The Blackcoat’s Daughter, a psychological horror thriller starring younger stars Kiernan Shipka, Lucy Boynton and Emma Roberts, is also drawing attention. Emma Watson, having a busy year, is taking the lead in the cult-themed thriller The Circle, set in the tech world, adapted from Dave Eggers’ bestselling novel. Kate Mara stars in Megan Leavey, a biographical movie about a Marine bomb detector dog handler and her canine partner that she tries to save. And Aubrey Plaza and Elizabeth Olsen star in the psychological thriller Ingrid Goes West.

On the more SFF end of the pond, we have Suspiria, where Dakota Johnson encounters a ballet company run by Tilda Swinton that seems to be hiding a dark unworldly secret. Suki Waterhouse stars in The Bad Batch, a horror thriller film about a woman trapped in the post-apocalyptic wastelands of former Texas. Kristen Stewart has been getting buzz for thriller Personal Shopper, about a woman working as an assistant who also may communicate with ghosts. The Little Mermaid offers a very different take on modernizing the classic fairy tale involving a carnival and starring Poppy Brite. Abagail Breslin does the lead voice honors for the animated adventure Yamasong: March of the Hollows, about a girl and her warrior tortoise on a quest. And Anne Hathaway stars in the surreal sci-fi comedy Colossal, about a down on her luck woman who discovers she accidentally controls a giant monster rampaging through South Korea.

We may or may not see this year the adaptation of horror SF bestseller Annihilation, starring Natalie Portman, Jennifer Jason Leigh, Tessa Thompson and Gina Rodriguez, about a scientific expedition into a dangerous zone of possibly extra-terrestrial phenomena. Emilia Clarke takes the lead in the psychological supernatural thriller Voices from the Stone. Other women-led horror franchises include Intrusion 2: Disconnected with Katie Stewart and Anabelle 2 starring Miranda Otto. Cult of Chucky renews that franchise and stars Fiona Dowrit.
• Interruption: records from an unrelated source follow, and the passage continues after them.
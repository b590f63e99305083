//! Integration tests for the product catalog and seller writes.

#![allow(clippy::unwrap_used, clippy::indexing_slicing)]

use productstore_integration_tests::{TestContext, message};
use reqwest::StatusCode;
use serde_json::json;

// =============================================================================
// Create
// =============================================================================

#[tokio::test]
async fn test_create_requires_authentication() {
    let ctx = TestContext::new().await;

    let resp = ctx
        .post(
            "/products",
            &json!({ "name": "Mouse", "description": "Wireless", "price": 9.99 }),
        )
        .await;

    assert_eq!(resp.status(), StatusCode::UNAUTHORIZED);
    assert_eq!(message(resp).await, "Authentication required");
    assert!(ctx.products().await.is_empty());
}

#[tokio::test]
async fn test_create_then_read_back() {
    let ctx = TestContext::new().await;
    let user = ctx.signed_in("Seller", "seller@example.com").await;

    let resp = ctx
        .post(
            "/products",
            &json!({ "name": "Mouse", "description": "Wireless", "price": 9.99 }),
        )
        .await;
    assert_eq!(resp.status(), StatusCode::CREATED);
    let created: serde_json::Value = resp.json().await.unwrap();

    assert_eq!(created["name"], "Mouse");
    assert_eq!(created["price"], 9.99);
    assert_eq!(created["image"], "/images/placeholder.svg");
    assert_eq!(created["ownerId"], user["id"]);

    let id = created["id"].as_str().unwrap();
    let resp = ctx.get(&format!("/products/{id}")).await;
    assert_eq!(resp.status(), StatusCode::OK);
    let fetched: serde_json::Value = resp.json().await.unwrap();
    assert_eq!(fetched, created);
}

#[tokio::test]
async fn test_create_rejects_bad_price() {
    let ctx = TestContext::new().await;
    ctx.signed_in("Seller", "seller@example.com").await;

    for price in [json!(-5), json!("abc"), json!(1e12), json!(1.23456)] {
        let resp = ctx
            .post(
                "/products",
                &json!({ "name": "Mouse", "description": "Wireless", "price": price }),
            )
            .await;
        assert_eq!(resp.status(), StatusCode::BAD_REQUEST, "price {price}");
        assert_eq!(message(resp).await, "Price must be a non-negative number");
    }

    assert!(ctx.products().await.is_empty());
}

#[tokio::test]
async fn test_create_requires_all_fields() {
    let ctx = TestContext::new().await;
    ctx.signed_in("Seller", "seller@example.com").await;

    let resp = ctx
        .post("/products", &json!({ "name": "Mouse", "price": 9.99 }))
        .await;

    assert_eq!(resp.status(), StatusCode::BAD_REQUEST);
    assert_eq!(
        message(resp).await,
        "Name, description, and price are required"
    );
}

#[tokio::test]
async fn test_create_allows_zero_price_and_custom_image() {
    let ctx = TestContext::new().await;
    ctx.signed_in("Seller", "seller@example.com").await;

    let resp = ctx
        .post(
            "/products",
            &json!({
                "name": "Sticker",
                "description": "Free with any order",
                "price": 0,
                "image": "/images/sticker.png",
            }),
        )
        .await;

    assert_eq!(resp.status(), StatusCode::CREATED);
    let created: serde_json::Value = resp.json().await.unwrap();
    assert_eq!(created["price"], 0.0);
    assert_eq!(created["image"], "/images/sticker.png");
}

// =============================================================================
// Listing
// =============================================================================

#[tokio::test]
async fn test_list_is_newest_first_with_owner() {
    let ctx = TestContext::new().await;
    ctx.signed_in("Seller", "seller@example.com").await;

    for name in ["A", "B", "C"] {
        ctx.create_product(name, 1.0).await;
    }

    let products = ctx.products().await;
    let names: Vec<&str> = products
        .iter()
        .map(|p| p["name"].as_str().unwrap())
        .collect();
    assert_eq!(names, ["C", "B", "A"]);

    for product in &products {
        assert_eq!(product["owner"]["name"], "Seller");
        assert_eq!(product["owner"]["email"], "seller@example.com");
        assert!(product["owner"].get("password").is_none());
    }
}

#[tokio::test]
async fn test_dashboard_lists_only_own_products() {
    let alice = TestContext::new().await;
    let bob = alice.other_client();
    alice.signed_in("Alice", "alice@example.com").await;
    bob.signed_in("Bob", "bob@example.com").await;

    alice.create_product("Lamp", 20.0).await;
    bob.create_product("Desk", 150.0).await;
    alice.create_product("Chair", 80.0).await;

    let resp = alice.get("/dashboard/products").await;
    assert_eq!(resp.status(), StatusCode::OK);
    let products: Vec<serde_json::Value> = resp.json().await.unwrap();
    let names: Vec<&str> = products
        .iter()
        .map(|p| p["name"].as_str().unwrap())
        .collect();
    assert_eq!(names, ["Chair", "Lamp"]);

    assert_eq!(alice.products().await.len(), 3);
}

#[tokio::test]
async fn test_dashboard_requires_authentication() {
    let ctx = TestContext::new().await;

    let resp = ctx.get("/dashboard/products").await;
    assert_eq!(resp.status(), StatusCode::UNAUTHORIZED);
}

// =============================================================================
// Ownership
// =============================================================================

#[tokio::test]
async fn test_non_owner_cannot_update_or_delete() {
    let alice = TestContext::new().await;
    let bob = alice.other_client();
    alice.signed_in("Alice", "alice@example.com").await;
    bob.signed_in("Bob", "bob@example.com").await;

    let product = alice.create_product("Lamp", 20.0).await;
    let path = format!("/products/{}", product["id"].as_str().unwrap());

    let resp = bob
        .put(
            &path,
            &json!({ "name": "Stolen", "description": "Mine now", "price": 1 }),
        )
        .await;
    assert_eq!(resp.status(), StatusCode::FORBIDDEN);
    assert_eq!(message(resp).await, "You can only update your own products");

    let resp = bob.delete(&path).await;
    assert_eq!(resp.status(), StatusCode::FORBIDDEN);
    assert_eq!(message(resp).await, "You can only delete your own products");

    let unchanged: serde_json::Value = alice.get(&path).await.json().await.unwrap();
    assert_eq!(unchanged, product);
}

#[tokio::test]
async fn test_anonymous_update_is_unauthorized() {
    let seller = TestContext::new().await;
    let anonymous = seller.other_client();
    seller.signed_in("Seller", "seller@example.com").await;

    let product = seller.create_product("Lamp", 20.0).await;
    let path = format!("/products/{}", product["id"].as_str().unwrap());

    let resp = anonymous
        .put(
            &path,
            &json!({ "name": "Lamp", "description": "d", "price": 1 }),
        )
        .await;
    assert_eq!(resp.status(), StatusCode::UNAUTHORIZED);

    let resp = anonymous.delete(&path).await;
    assert_eq!(resp.status(), StatusCode::UNAUTHORIZED);
}

#[tokio::test]
async fn test_owner_can_update() {
    let ctx = TestContext::new().await;
    ctx.signed_in("Seller", "seller@example.com").await;

    let product = ctx.create_product("Lamp", 20.0).await;
    let path = format!("/products/{}", product["id"].as_str().unwrap());

    let resp = ctx
        .put(
            &path,
            &json!({ "name": "Desk Lamp", "description": "Brighter", "price": 25.5 }),
        )
        .await;
    assert_eq!(resp.status(), StatusCode::OK);
    let updated: serde_json::Value = resp.json().await.unwrap();

    assert_eq!(updated["id"], product["id"]);
    assert_eq!(updated["name"], "Desk Lamp");
    assert_eq!(updated["price"], 25.5);
    assert_eq!(updated["ownerId"], product["ownerId"]);
    assert_eq!(updated["createdAt"], product["createdAt"]);
}

#[tokio::test]
async fn test_owner_update_validates_body() {
    let ctx = TestContext::new().await;
    ctx.signed_in("Seller", "seller@example.com").await;

    let product = ctx.create_product("Lamp", 20.0).await;
    let path = format!("/products/{}", product["id"].as_str().unwrap());

    let resp = ctx
        .put(
            &path,
            &json!({ "name": "Lamp", "description": "d", "price": -1 }),
        )
        .await;
    assert_eq!(resp.status(), StatusCode::BAD_REQUEST);

    let unchanged: serde_json::Value = ctx.get(&path).await.json().await.unwrap();
    assert_eq!(unchanged["price"], 20.0);
}

#[tokio::test]
async fn test_owner_can_delete() {
    let ctx = TestContext::new().await;
    ctx.signed_in("Seller", "seller@example.com").await;

    let product = ctx.create_product("Lamp", 20.0).await;
    let path = format!("/products/{}", product["id"].as_str().unwrap());

    let resp = ctx.delete(&path).await;
    assert_eq!(resp.status(), StatusCode::OK);
    assert_eq!(message(resp).await, "Product deleted successfully");

    assert_eq!(ctx.get(&path).await.status(), StatusCode::NOT_FOUND);
    assert!(ctx.products().await.is_empty());
}

// =============================================================================
// Missing products
// =============================================================================

#[tokio::test]
async fn test_unknown_or_malformed_id_is_not_found() {
    let ctx = TestContext::new().await;
    let unknown = "/products/00000000-0000-4000-8000-000000000000";
    let body = json!({ "name": "x", "description": "y", "price": 1 });

    // Existence is checked before authentication, so every method and
    // sign-in state gets the same answer.
    for signed_in in [false, true] {
        if signed_in {
            ctx.signed_in("Seller", "seller@example.com").await;
        }

        for path in [unknown, "/products/not-an-id"] {
            let resp = ctx.get(path).await;
            assert_eq!(resp.status(), StatusCode::NOT_FOUND, "GET {path} {signed_in}");
            assert_eq!(message(resp).await, "Product not found");

            let resp = ctx.put(path, &body).await;
            assert_eq!(resp.status(), StatusCode::NOT_FOUND, "PUT {path} {signed_in}");
            assert_eq!(message(resp).await, "Product not found");

            let resp = ctx.delete(path).await;
            assert_eq!(resp.status(), StatusCode::NOT_FOUND, "DELETE {path} {signed_in}");
            assert_eq!(message(resp).await, "Product not found");
        }
    }
}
In comedy action, the women have firmly cemented their involvement in raucous comedy. Soon to be out is Scarlett Johansson’s Rough Night, a dark comedy about a bachelorette weekend turned horribly wrong. There’s also Girls’ Trip, starring Queen Latifah, Regina Hall, Jada Pinkett Smith and Tiffany Haddish on their own down and dirty vacation. Amy Schumer’s next feature is Snatched, also starring Goldie Hawn lured out of retirement, about a mother and daughter who get kidnapped on vacation. (I’m sensing vacation trips are also popular this year.) Anna Kendrick teams up with the table of oddballs she’s sitting with at a difficult wedding in Table 19, and she returns in Pitch Perfect 3 with Rebel Wilson and Brittany Snow. Jessica Chastain, who is having a busy year, will star in Molly’s Game, about a poker player. Victoria Justice and Eden Sher take up the high school comedy duties with The Outcasts. And Mila Kunis returns with Kristen Bell and Jessica Hahn to do a sequel to the sleeper comedy hit of 2016, Bad Moms, with A Bad Moms’ Christmas at the end of the year.
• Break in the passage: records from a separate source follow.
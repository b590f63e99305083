//! Seed the database with a demo seller and products.
//!
//! Creates `demo@example.com` (password `demo123`) and two products owned by
//! it. Does nothing if the demo user already exists.

use argon2::Argon2;
use serde_json::json;
use tracing::info;

use productstore_core::Email;
use productstore_storefront::db::{DocumentStore, RepositoryError, UserRepository};
use productstore_storefront::models::CurrentUser;
use productstore_storefront::services::{
    AuthError, AuthService, ProductError, ProductInput, ProductService, RegisterInput,
    ValidationError,
};

/// Demo account email.
pub const DEMO_EMAIL: &str = "demo@example.com";
/// Demo account password.
pub const DEMO_PASSWORD: &str = "demo123";
const DEMO_NAME: &str = "Demo User";

/// Demo products as `(name, description, price)`.
const DEMO_PRODUCTS: &[(&str, &str, f64)] = &[
    (
        "Demo Laptop",
        "High-performance laptop for development",
        1299.99,
    ),
    (
        "Demo Smartphone",
        "Latest smartphone with amazing features",
        899.99,
    ),
];

/// What a seed run did.
#[derive(Debug, Clone, Copy, PartialEq, Eq)]
pub enum SeedOutcome {
    Created { products: usize },
    AlreadySeeded,
}

/// Errors from seeding.
#[derive(Debug, thiserror::Error)]
pub enum SeedError {
    #[error("failed to create demo user: {0}")]
    User(#[from] AuthError),
    #[error("failed to create demo product: {0}")]
    Product(#[from] ProductError),
    #[error("invalid demo data: {0}")]
    Validation(#[from] ValidationError),
    #[error("database error: {0}")]
    Repository(#[from] RepositoryError),
}

/// Insert the demo user and products unless the demo user already exists.
///
/// # Errors
///
/// Returns an error if any store write fails.
pub async fn seed_demo_data(
    store: &dyn DocumentStore,
    argon2: &Argon2<'static>,
) -> Result<SeedOutcome, SeedError> {
    let email = Email::parse(DEMO_EMAIL).map_err(ValidationError::InvalidEmail)?;

    if UserRepository::new(store).get_by_email(&email).await?.is_some() {
        return Ok(SeedOutcome::AlreadySeeded);
    }

    let user = AuthService::new(store, argon2)
        .register(RegisterInput {
            name: Some(DEMO_NAME.to_string()),
            email: Some(DEMO_EMAIL.to_string()),
            password: Some(DEMO_PASSWORD.to_string()),
        })
        .await?;
    info!(email = %user.email, "Demo user created");

    let owner = CurrentUser {
        user_id: user.id,
        name: user.name,
        email: user.email,
    };
    let products = ProductService::new(store);
    for (name, description, price) in DEMO_PRODUCTS {
        products
            .create(
                &owner,
                ProductInput {
                    name: Some((*name).to_string()),
                    description: Some((*description).to_string()),
                    price: Some(json!(price)),
                    image: None,
                },
            )
            .await?;
    }
    info!(count = DEMO_PRODUCTS.len(), "Demo products created");

    Ok(SeedOutcome::Created {
        products: DEMO_PRODUCTS.len(),
    })
}

/// Seed the configured database.
///
/// # Errors
///
/// Returns an error if the database is unreachable or a write fails.
pub async fn demo() -> Result<(), Box<dyn std::error::Error>> {
    let (config, store) = super::connect().await?;
    let argon2 = config.password_hashing.hasher()?;

    info!("Setting up database...");
    let result = seed_demo_data(&store, &argon2).await;
    store.close().await;

    match result? {
        SeedOutcome::Created { products } => info!(products, "Database setup complete!"),
        SeedOutcome::AlreadySeeded => info!("Demo user already exists"),
    }
    Ok(())
}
With bigger budgets and more gravitas, we’re also getting some major historical drama movies that are women-led. The Zookeeper’s Wife, adapted from the book, will star Jessica Chastain as the real-life Polish woman who sheltered and helped Jews escape from the Polish ghettos during World War II by using her husband’s zoo. And Nicole Kidman, Kirsten Dunst and Elle Fanning will head up The Beguiled, adapted from the novel, about a female boarding school in Virginia during the Civil War that ends up hiding a wounded Union soldier. Emma Stone is set to play Billie Jean King in Battle of the Sexes, about the legendary tennis player’s match against Bobby Riggs.

So that’s a fair amount, and I’ve probably missed some horror and thrillers films. (All release dates are subject to possible change.) Some of the big franchises may turn out to be more woman-led than expected. Prometheus surprised me by being such a film when it came out, starring Noomi Rapace. She’s supposedly in its sequel Alien: Covenant that comes out this year, although it looks as if Katherine Waterston might actually be the star of the new film, which concerns colonists who stumble upon the alien mess. Likewise, promos for Transformers: The Last Knight focus on young teen star Isabela Moner, making it unclear whether she or returning actor Mark Wahlberg is actually going to be the lead role. (Also indicating another theme this year – pre-teen/teen tough girls.)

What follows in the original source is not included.